Он прижимается к сердцу распятия лбом, нежит его в ладонях, смыкает раньше срока ресницы. После, гонимый лаем белых борзых с фонарным шелестом в глазах, находит те силы, которых уже попросту не может быть, стаскивает с похоронной колыбели последнюю цепь, стаскивает крышку, окунается в мясисто-брусничное дно, обитое просевшим облетевшим бархатом, и находит…

Просто, наконец, находит.

— Люций… Мой… боже, мой… Лю… ций… мой Лю… ци…

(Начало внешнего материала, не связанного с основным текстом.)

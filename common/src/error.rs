use thiserror::Error;

/// Failures raised while applying moves to the board.
///
/// `CellOccupied` and `OutOfRange` are ordinary input noise and are swallowed by the
/// controller. `NoLegalMove` means the computer player was asked to move on a full
/// board, which the controller treats as a broken session.
#[derive(Debug, Clone, Copy, PartialEq, Eq, Error)]
pub enum GameError {
    #[error("cell ({row}, {col}) is already marked")]
    CellOccupied { row: usize, col: usize },

    #[error("cell ({row}, {col}) is outside the board")]
    OutOfRange { row: i32, col: i32 },

    #[error("computer player has no legal move")]
    NoLegalMove,
}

Его Люций теперь — изящный юношеский скелет, высохшая разложенная кожа, собравшиеся угрюмыми морщинами струпья, ещё сохранившийся на бланжевом красный, ещё сохранившиеся разбросанные волосы, прошивающий до рвоты пресный запах, прошивающее до рвоты всё, но Поль уже слишком близок к иному миру, где ангелы осмеливаются выводиться из лебяжьих яиц, Поль вдыхает не гниль земного бремени, а райскую кущу поднебесного сада, и запах этот блаженен, запах этот всегда жил и всегда останется жить в уголках его души, запах этот сводит с ума разливающимися трелями и аккордами, заставляет поверить, будто он смотрится не в провалы глазничной черноты, а в прежние и влажные морские волны, будто его мальчик снова зарастает нежной исцелённой кожей, будто цветы ложатся в апрельский ненадруганный венок, будто на губах, что скарлатный мак, расцветает опиумным молочком задумчивая сонная улыбка, и остаётся только наклониться, обхватить, сжать все кости, всю гниль, все останки и объедки, прижать их к себе, втиснуть, уткнуться губами и лбом, ласками и жарким, сошедшим давно с ума, шёпотом-поцелуем.